Je termine ma journée en repeignant les tables en fer forgé du patio de l'hôtel. Mon poste radio diffuse l'hymne national qui, à force de passer trois fois par jour, commence à me rentrer dans la tête.
— En surcos de dolores, el bien germina ya !
Je m'arrête de fredonner et glisse mon pinceau entre mes dents pour réajuster ma queue de cheval. Ce petit coup de neuf a redonné leur unité aux tables, et voir la rouille disparaître sous mes coups de pinceau est plutôt satisfaisant.
— Cesó la horrible noche ! La libertad sublime derrama las auroras de su invencible luz...
J'essuie mes mains sur la vieille blouse que j'ai dénichée en cuisine et m'apprête à reprendre mon travail, quand des bruits de pas me parviennent.
— Dites-donc, quelle patriote !
Je manque de renverser mon seau de peinture en reconnaissant le nouvel arrivant qui, mains dans les poches, affiche un sourire serein.
— Rafael ! m'étranglé-je.
Le sermon que je m'apprête à lui donner est avorté par l'arrivée d'une cliente.
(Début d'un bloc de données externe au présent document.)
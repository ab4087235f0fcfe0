//! List command
//!
//! Show the entities available for export.

use anyhow::{Context, Result};
use clap::Args;
use std::path::PathBuf;

use testdoc_core::config::Config;
use testdoc_core::types::EntityKind;

/// Arguments for the list command
#[derive(Debug, Args)]
pub struct ListArgs {
    /// Entity type (test_plan, test_case, checklist, test_strategy, test_run)
    pub entity_type: String,

    /// Output as JSON
    #[arg(long)]
    pub json: bool,

    /// Entity store directory
    #[arg(long)]
    pub data_dir: Option<PathBuf>,
}

/// Execute the list command
pub fn execute(args: ListArgs, config: &Config) -> Result<()> {
    use colored::Colorize;

    let kind: EntityKind = args.entity_type.parse()?;
    let store = super::open_store(args.data_dir.as_deref(), config)?;
    let entities = store
        .list(kind)
        .with_context(|| format!("Failed to list {} entities", kind))?;

    if args.json {
        println!("{}", serde_json::to_string_pretty(&entities)?);
        return Ok(());
    }

    if entities.is_empty() {
        eprintln!("No {} entities found.", kind);
        return Ok(());
    }

    for entity in &entities {
        println!("{}  {}", entity.id.to_string().cyan(), entity.name);
    }
    eprintln!("{} {} entities", entities.len().to_string().yellow(), kind);

    Ok(())
}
En la voyant déboucher dans le patio, je m'empresse de me redresser en affichant un grand sourire.
— Buenos días, Señora Teresa ! Le souci de douche a été réglé ? Ah, super, si vous avez besoin d'autre chose, n'hésitez surtout pas.
L'intéressée me remercie et je la regarde disparaître à travers l'une des arches de la réception, avant de me tourner de nouveau vers Rafael.
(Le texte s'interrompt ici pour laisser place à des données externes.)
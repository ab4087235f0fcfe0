//! testdoc-core - Core library for testdoc
//!
//! This crate provides the test management data model, the entity lookup
//! abstraction and the report export pipeline.

pub mod config;
pub mod error;
pub mod export;
pub mod fetch;
pub mod model;
pub mod types;

pub use error::{Result, TestDocError};
pub use fetch::EntityFetcher;
pub use types::*;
— Bon sang, qu'est-ce que tu fais ici ? Tu as de la chance que ça soit une cliente, si Carlos...
— Relax, m'interrompt-il. Je ne suis pas suicidaire, il vient de quitter l'hôtel en voiture. J'ai attendu qu'il parte avant d'entrer.
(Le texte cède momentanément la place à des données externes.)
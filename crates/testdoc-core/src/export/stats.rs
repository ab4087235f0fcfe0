//! Execution result statistics for test runs

use crate::model::{ResultStatus, TestResult};

/// Per-status counts over a run's results
///
/// Results with an unrecognized status are not counted in any bucket and do
/// not contribute to `total()`.
#[derive(Debug, Clone, Copy, Default, PartialEq, Eq)]
pub struct ResultSummary {
    pub passed: usize,
    pub failed: usize,
    pub blocked: usize,
    pub skipped: usize,
}

impl ResultSummary {
    /// Count results by status
    pub fn from_results(results: &[TestResult]) -> Self {
        results
            .iter()
            .fold(Self::default(), |mut summary, result| {
                match result.status {
                    ResultStatus::Pass => summary.passed += 1,
                    ResultStatus::Fail => summary.failed += 1,
                    ResultStatus::Blocked => summary.blocked += 1,
                    ResultStatus::Skipped => summary.skipped += 1,
                    ResultStatus::Unknown(_) => {}
                }
                summary
            })
    }

    /// Sum of the four recognized buckets
    pub fn total(&self) -> usize {
        self.passed + self.failed + self.blocked + self.skipped
    }

    /// Percentage of passed results, if anything was counted
    pub fn pass_rate(&self) -> Option<f64> {
        let total = self.total();
        if total == 0 {
            return None;
        }
        Some(self.passed as f64 / total as f64 * 100.0)
    }

    /// Pass rate with one decimal place, e.g. `"40.0"`
    pub fn formatted_pass_rate(&self) -> Option<String> {
        self.pass_rate().map(|rate| format!("{:.1}", rate))
    }
}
— Et dis-moi, tu as joué les agents secrets combien de temps pour arriver à tes fins ?
— Je t'avais prévenu, je suis prêt à tout. Puis, il fallait que je te parle d'un truc.
Prise de curiosité, je dépose mon pinceau dans le seau de peinture.
— Je t'écoute ?
— Avec Iván, on a eu une discussion assez... houleuse.
— Ah oui ? Qu'est-ce qu'il s'est passé ?
— Je voulais lui parler de ce qu'on a découvert. J'y pensais depuis plusieurs jours, j'estimais qu'il avait le droit de savoir ce que notre famille nous avait toujours caché... Sauf qu'il s'est complètement braqué. Il dit qu'on est bien comme ça, qu'il est inutile d'aller créer des problèmes en remuant de vieilles histoires. Qu'en faisant ça, je vais à l'encontre de la volonté de nos parents, qui nous ont toujours demandé de rester loin des Herrera et des Maestre.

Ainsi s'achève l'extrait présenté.